Чук и Гек молчали, глядя на портрет товарища Сталина. На их плоских лицах застыл благоговейный ужас.
— Что, узнали? — улыбнулся Хилик.
Чук и Гек синхронно кивнули, затем Гек поднял руку и сиплым голосом отчетливо произнес:
— Мотыга?
Это было первое услышанное от них слово, поэтому Хилик обрадовался установленному контакту, хотя и понятия не имел, откуда таиландцы знают Мотьку Мотыгу.
— Мотыга, Мотыга… — подтвердил он. — Рисовал, понятно, не он, но заказывал…
Договорить Хилик не успел. Подскочив, как ошпаренные, помощники ринулись в дверь. Кофман догнал их у самой калитки, да и то потому лишь, что беглецы замешкались со щеколдой. В последовавшем затем трудном диалоге, состоявшем, в основном, из жестов и гримас, выяснилось, что похожий портрет Чук и Гек уже видели. Более того, они уверяли, что в соседней с Таиландом стране под точно такими же портретами поубивали чертову уйму народу, причем поубивали мотыгами.

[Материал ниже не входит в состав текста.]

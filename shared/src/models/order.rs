//! Order Model
//!
//! Upstream services disagree on field names (`student_name` vs `studentName`,
//! `items` vs `books`, ...) and on whether ids and amounts are strings or
//! numbers. [`OrderPayload`] accepts all of them; [`Order`] is what is left
//! after picking the first usable value of each field.

use rust_decimal::Decimal;
use serde::{Deserialize, Serialize};
use std::str::FromStr;

pub const UNKNOWN_STUDENT: &str = "Unknown";
pub const DEFAULT_ITEM_NAME: &str = "Item";

/// A JSON scalar that may arrive as a string or a number
#[derive(Debug, Clone, PartialEq, Serialize, Deserialize)]
#[serde(untagged)]
pub enum Scalar {
    Int(i64),
    Float(f64),
    Text(String),
    Bool(bool),
}

impl Scalar {
    /// Non-empty textual form
    pub fn text(&self) -> Option<String> {
        let s = match self {
            Scalar::Int(n) => n.to_string(),
            Scalar::Float(f) => f.to_string(),
            Scalar::Text(s) => s.trim().to_string(),
            Scalar::Bool(_) => return None,
        };
        (!s.is_empty()).then_some(s)
    }

    /// Monetary value; strings may carry a leading `$`
    pub fn decimal(&self) -> Option<Decimal> {
        match self {
            Scalar::Int(n) => Some(Decimal::from(*n)),
            Scalar::Float(f) => Decimal::from_str(&f.to_string()).ok(),
            Scalar::Text(s) => {
                let s = s.trim();
                Decimal::from_str(s.strip_prefix('$').unwrap_or(s).trim()).ok()
            }
            Scalar::Bool(_) => None,
        }
    }

    /// Positive whole quantity
    pub fn quantity(&self) -> Option<u32> {
        let n = match self {
            Scalar::Int(n) => *n,
            Scalar::Float(f) if f.fract() == 0.0 => *f as i64,
            Scalar::Text(s) => s.trim().parse::<i64>().ok()?,
            _ => return None,
        };
        u32::try_from(n).ok().filter(|q| *q > 0)
    }
}

impl From<&str> for Scalar {
    fn from(s: &str) -> Self {
        Scalar::Text(s.to_string())
    }
}

impl From<i64> for Scalar {
    fn from(n: i64) -> Self {
        Scalar::Int(n)
    }
}

impl From<f64> for Scalar {
    fn from(f: f64) -> Self {
        Scalar::Float(f)
    }
}

fn first_text(candidates: &[&Option<Scalar>]) -> Option<String> {
    candidates.iter().find_map(|c| c.as_ref().and_then(Scalar::text))
}

/// Order item as sent upstream
#[derive(Debug, Clone, Default, PartialEq, Serialize, Deserialize)]
pub struct OrderItemPayload {
    #[serde(default, skip_serializing_if = "Option::is_none")]
    pub title: Option<Scalar>,
    #[serde(default, skip_serializing_if = "Option::is_none")]
    pub name: Option<Scalar>,
    #[serde(default, skip_serializing_if = "Option::is_none")]
    pub book_title: Option<Scalar>,
    #[serde(default, skip_serializing_if = "Option::is_none")]
    pub quantity: Option<Scalar>,
    #[serde(default, skip_serializing_if = "Option::is_none")]
    pub qty: Option<Scalar>,
    #[serde(default, skip_serializing_if = "Option::is_none")]
    pub price: Option<Scalar>,
}

/// Order as sent upstream (snake_case and camelCase variants both accepted)
#[derive(Debug, Clone, Default, PartialEq, Serialize, Deserialize)]
pub struct OrderPayload {
    #[serde(default, skip_serializing_if = "Option::is_none")]
    pub student_name: Option<Scalar>,
    #[serde(default, rename = "studentName", skip_serializing_if = "Option::is_none")]
    pub student_name_camel: Option<Scalar>,
    #[serde(default, skip_serializing_if = "Option::is_none")]
    pub grade: Option<Scalar>,
    #[serde(default, skip_serializing_if = "Option::is_none")]
    pub order_id: Option<Scalar>,
    #[serde(default, rename = "orderId", skip_serializing_if = "Option::is_none")]
    pub order_id_camel: Option<Scalar>,
    #[serde(default, skip_serializing_if = "Option::is_none")]
    pub items: Option<Vec<OrderItemPayload>>,
    #[serde(default, skip_serializing_if = "Option::is_none")]
    pub books: Option<Vec<OrderItemPayload>>,
}

/// Order item
#[derive(Debug, Clone, PartialEq, Eq, Serialize, Deserialize)]
pub struct OrderItem {
    pub name: String,
    pub quantity: u32,
    /// Unit price in currency unit
    pub price: Option<Decimal>,
}

impl OrderItem {
    pub fn new(name: impl Into<String>, quantity: u32, price: Option<Decimal>) -> Self {
        Self {
            name: name.into(),
            quantity,
            price,
        }
    }

    /// price × quantity, zero when unpriced, `None` on overflow
    pub fn line_total(&self) -> Option<Decimal> {
        self.price
            .unwrap_or_default()
            .checked_mul(Decimal::from(self.quantity))
    }
}

/// Order (normalized)
#[derive(Debug, Clone, PartialEq, Eq, Serialize, Deserialize)]
pub struct Order {
    pub student_name: String,
    pub grade: String,
    pub order_id: String,
    pub items: Vec<OrderItem>,
}

impl Order {
    /// Sum of line totals, `None` when it does not fit in a `Decimal`
    pub fn total(&self) -> Option<Decimal> {
        self.items
            .iter()
            .try_fold(Decimal::ZERO, |acc, item| acc.checked_add(item.line_total()?))
    }
}

impl Default for Order {
    fn default() -> Self {
        Self {
            student_name: UNKNOWN_STUDENT.to_string(),
            grade: String::new(),
            order_id: String::new(),
            items: Vec::new(),
        }
    }
}

impl From<OrderItemPayload> for OrderItem {
    fn from(p: OrderItemPayload) -> Self {
        let name = first_text(&[&p.title, &p.name, &p.book_title])
            .unwrap_or_else(|| DEFAULT_ITEM_NAME.to_string());
        let quantity = [&p.quantity, &p.qty]
            .into_iter()
            .find_map(|q| q.as_ref().and_then(Scalar::quantity))
            .unwrap_or(1);
        let price = p.price.as_ref().and_then(Scalar::decimal);
        Self {
            name,
            quantity,
            price,
        }
    }
}

impl From<OrderPayload> for Order {
    fn from(p: OrderPayload) -> Self {
        let student_name = first_text(&[&p.student_name, &p.student_name_camel])
            .unwrap_or_else(|| UNKNOWN_STUDENT.to_string());
        let grade = first_text(&[&p.grade]).unwrap_or_default();
        let order_id = first_text(&[&p.order_id, &p.order_id_camel]).unwrap_or_default();
        // An explicit (even empty) `items` list wins over `books`
        let items = p
            .items
            .or(p.books)
            .unwrap_or_default()
            .into_iter()
            .map(OrderItem::from)
            .collect();

        Self {
            student_name,
            grade,
            order_id,
            items,
        }
    }
}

— Мильонз! — в ужасе шептал Чук.
Для большей наглядности он распластывался на полу, а Гек, сделав зверское лицо, заносил над головой друга воображаемую мотыгу.
— Мильонз! Не надо!..
— Молчать! Тьфу на вас! — гневно вскричал Хилик. — Как вы могли подумать такое на товарища Сталина? Дураку понятно, что на тех ваших портретах был кто-то другой. Может, и не человек даже, а божок какой местный, опиум для народа. Понятно?!

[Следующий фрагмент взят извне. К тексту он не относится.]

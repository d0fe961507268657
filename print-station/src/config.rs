use receipt_printer::{
    ConnectionOptions, ConnectionType, DEFAULT_BAUD_RATES, DEFAULT_USB_CHUNK_SIZE, DEFAULT_WIDTH,
    TextEncoding, UsbDeviceFilter,
};
use std::time::Duration;

use crate::printing::{DEFAULT_FOOTER, DEFAULT_TITLE, PackageListRenderer, ReceiptFormat};

/// Print station configuration
///
/// # Environment variables
///
/// | Variable | Default | Meaning |
/// |----------|---------|---------|
/// | PRINTER_TRANSPORT_ORDER | usb,serial | Transports tried by `connect()` |
/// | PRINTER_BAUD_RATES | 115200,9600,19200,38400 | Serial negotiation order |
/// | PRINTER_USB_CHUNK_SIZE | 64 | Bulk transfer packet size |
/// | PRINTER_USB_VENDOR_ID | - | Narrow the USB picker (hex) |
/// | PRINTER_USB_PRODUCT_ID | - | Narrow the USB picker (hex) |
/// | PRINTER_SERIAL_PORT | - | Serial port to pick, e.g. /dev/ttyUSB0 |
/// | PRINTER_LINE_WIDTH | 32 | Characters per line |
/// | PRINTER_CODEPAGE | latin1 | latin1, cp437 or windows1252 |
/// | PRINTER_BATCH_INTERVAL_MS | 300 | Pause between receipts in a batch |
/// | RECEIPT_TITLE | PACKAGE LIST | Receipt title |
/// | RECEIPT_FOOTER | Thank you! | Receipt footer |
/// | LOG_LEVEL | info | Used when RUST_LOG is unset |
/// | LOG_FORMAT | text | text or json |
///
/// Unparseable values fall back to the default.
#[derive(Debug, Clone, PartialEq)]
pub struct Config {
    pub transport_order: Vec<ConnectionType>,
    pub baud_rates: Vec<u32>,
    pub usb_chunk_size: usize,
    pub usb_vendor_id: Option<u16>,
    pub usb_product_id: Option<u16>,
    pub serial_port: Option<String>,
    pub line_width: usize,
    pub codepage: TextEncoding,
    pub batch_interval_ms: u64,
    pub receipt_title: String,
    pub receipt_footer: String,
    pub log_level: String,
    pub log_json: bool,
}

impl Config {
    /// Load from process environment (call `dotenvy::dotenv()` first)
    pub fn from_env() -> Self {
        Self::from_lookup(|key| std::env::var(key).ok())
    }

    /// Load from an arbitrary key lookup
    pub fn from_lookup(get: impl Fn(&str) -> Option<String>) -> Self {
        let defaults = ConnectionOptions::default();

        Self {
            transport_order: get("PRINTER_TRANSPORT_ORDER")
                .map(|v| parse_list(&v))
                .filter(|v: &Vec<ConnectionType>| !v.is_empty())
                .unwrap_or(defaults.transport_order),
            baud_rates: get("PRINTER_BAUD_RATES")
                .map(|v| parse_list(&v))
                .filter(|v: &Vec<u32>| !v.is_empty())
                .unwrap_or_else(|| DEFAULT_BAUD_RATES.to_vec()),
            usb_chunk_size: get("PRINTER_USB_CHUNK_SIZE")
                .and_then(|v| v.trim().parse().ok())
                .filter(|n| *n > 0)
                .unwrap_or(DEFAULT_USB_CHUNK_SIZE),
            usb_vendor_id: get("PRINTER_USB_VENDOR_ID").and_then(|v| parse_hex(&v)),
            usb_product_id: get("PRINTER_USB_PRODUCT_ID").and_then(|v| parse_hex(&v)),
            serial_port: get("PRINTER_SERIAL_PORT").filter(|v| !v.trim().is_empty()),
            line_width: get("PRINTER_LINE_WIDTH")
                .and_then(|v| v.trim().parse().ok())
                .filter(|n| *n > 0)
                .unwrap_or(DEFAULT_WIDTH),
            codepage: get("PRINTER_CODEPAGE")
                .and_then(|v| v.parse().ok())
                .unwrap_or_default(),
            batch_interval_ms: get("PRINTER_BATCH_INTERVAL_MS")
                .and_then(|v| v.trim().parse().ok())
                .unwrap_or(300),
            receipt_title: get("RECEIPT_TITLE")
                .filter(|v| !v.trim().is_empty())
                .unwrap_or_else(|| DEFAULT_TITLE.into()),
            receipt_footer: get("RECEIPT_FOOTER")
                .filter(|v| !v.trim().is_empty())
                .unwrap_or_else(|| DEFAULT_FOOTER.into()),
            log_level: get("LOG_LEVEL").unwrap_or_else(|| "info".into()),
            log_json: get("LOG_FORMAT").is_some_and(|v| v.trim().eq_ignore_ascii_case("json")),
        }
    }

    /// Connection options for the printer link
    pub fn connection_options(&self) -> ConnectionOptions {
        let usb_filters = if self.usb_vendor_id.is_some() || self.usb_product_id.is_some() {
            vec![UsbDeviceFilter {
                vendor_id: self.usb_vendor_id,
                product_id: self.usb_product_id,
                class_code: None,
            }]
        } else {
            vec![UsbDeviceFilter::any()]
        };

        ConnectionOptions {
            transport_order: self.transport_order.clone(),
            baud_rates: self.baud_rates.clone(),
            usb_chunk_size: self.usb_chunk_size,
            usb_filters,
        }
    }

    pub fn batch_interval(&self) -> Duration {
        Duration::from_millis(self.batch_interval_ms)
    }

    pub fn renderer(&self) -> PackageListRenderer {
        PackageListRenderer::new(self.line_width, self.codepage)
    }

    /// Default receipt format (subtitle left to the current timestamp)
    pub fn receipt_format(&self) -> ReceiptFormat {
        ReceiptFormat {
            title: Some(self.receipt_title.clone()),
            subtitle: None,
            footer: Some(self.receipt_footer.clone()),
        }
    }
}

impl Default for Config {
    fn default() -> Self {
        Self::from_lookup(|_| None)
    }
}

fn parse_list<T: std::str::FromStr>(value: &str) -> Vec<T> {
    value
        .split(',')
        .filter_map(|part| part.trim().parse().ok())
        .collect()
}

fn parse_hex(value: &str) -> Option<u16> {
    let v = value.trim();
    let digits = v
        .strip_prefix("0x")
        .or_else(|| v.strip_prefix("0X"))
        .unwrap_or(v);
    u16::from_str_radix(digits, 16).ok()
}

#[cfg(test)]
mod tests {
    use super::*;
    use std::collections::HashMap;

    fn config(vars: &[(&str, &str)]) -> Config {
        let map: HashMap<String, String> = vars
            .iter()
            .map(|(k, v)| (k.to_string(), v.to_string()))
            .collect();
        Config::from_lookup(|key| map.get(key).cloned())
    }

    #[test]
    fn test_defaults() {
        let c = Config::default();
        assert_eq!(c.transport_order, vec![ConnectionType::Usb, ConnectionType::Serial]);
        assert_eq!(c.baud_rates, vec![115_200, 9_600, 19_200, 38_400]);
        assert_eq!(c.usb_chunk_size, 64);
        assert_eq!(c.line_width, 32);
        assert_eq!(c.codepage, TextEncoding::Latin1);
        assert_eq!(c.batch_interval(), Duration::from_millis(300));
        assert_eq!(c.receipt_format().title.as_deref(), Some("PACKAGE LIST"));
        assert_eq!(c.receipt_format().footer.as_deref(), Some("Thank you!"));
        assert!(!c.log_json);
        assert_eq!(c.connection_options(), ConnectionOptions::default());
    }

    #[test]
    fn test_overrides() {
        let c = config(&[
            ("PRINTER_TRANSPORT_ORDER", "serial, usb"),
            ("PRINTER_BAUD_RATES", "9600,abc,19200"),
            ("PRINTER_USB_VENDOR_ID", "0x0FA8"),
            ("PRINTER_USB_PRODUCT_ID", "a030"),
            ("PRINTER_CODEPAGE", "cp437"),
            ("PRINTER_BATCH_INTERVAL_MS", "50"),
            ("LOG_FORMAT", "JSON"),
        ]);
        assert_eq!(c.transport_order, vec![ConnectionType::Serial, ConnectionType::Usb]);
        assert_eq!(c.baud_rates, vec![9_600, 19_200]);
        assert_eq!(c.codepage, TextEncoding::Cp437);
        assert_eq!(c.batch_interval_ms, 50);
        assert!(c.log_json);

        let options = c.connection_options();
        assert_eq!(options.usb_filters.len(), 1);
        assert!(options.usb_filters[0].matches(0x0FA8, 0xA030, &[]));
        assert!(!options.usb_filters[0].matches(0x0FA8, 0x0001, &[]));
    }

    #[test]
    fn test_invalid_values_fall_back() {
        let c = config(&[
            ("PRINTER_TRANSPORT_ORDER", "bluetooth"),
            ("PRINTER_USB_CHUNK_SIZE", "0"),
            ("PRINTER_LINE_WIDTH", "wide"),
            ("PRINTER_USB_VENDOR_ID", "zz"),
            ("PRINTER_SERIAL_PORT", "  "),
        ]);
        assert_eq!(c.transport_order, vec![ConnectionType::Usb, ConnectionType::Serial]);
        assert_eq!(c.usb_chunk_size, 64);
        assert_eq!(c.line_width, 32);
        assert_eq!(c.usb_vendor_id, None);
        assert_eq!(c.serial_port, None);
    }

    #[test]
    fn test_empty_receipt_text_falls_back() {
        let c = config(&[("RECEIPT_TITLE", ""), ("RECEIPT_FOOTER", "   ")]);
        assert_eq!(c.receipt_title, "PACKAGE LIST");
        assert_eq!(c.receipt_footer, "Thank you!");

        let c = config(&[("RECEIPT_TITLE", "BOOK FAIR")]);
        assert_eq!(c.receipt_format().title.as_deref(), Some("BOOK FAIR"));
    }
}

Таиландцы робко смотрели на него снизу. Им нравилось здесь, но уж больно не хотелось умирать под мотыгой.
— Это точно не он! И я могу это доказать, — сказал Кофман, выкладывая свой последний, решающий аргумент. — Если бы товарищ Сталин был ваш, таиландец, то еще куда ни шло. Но он точно не таиландец. Он нам подарки присылал, я видел! Товарищ Сталин — немец!
“Туннель, — подумал Меир. — Я так и думал. Но какой длинный…”
— Ладно, посмотрел и хватит, — Хилик Кофман опустил занавеску и препроводил связанного пленника назад на топчан.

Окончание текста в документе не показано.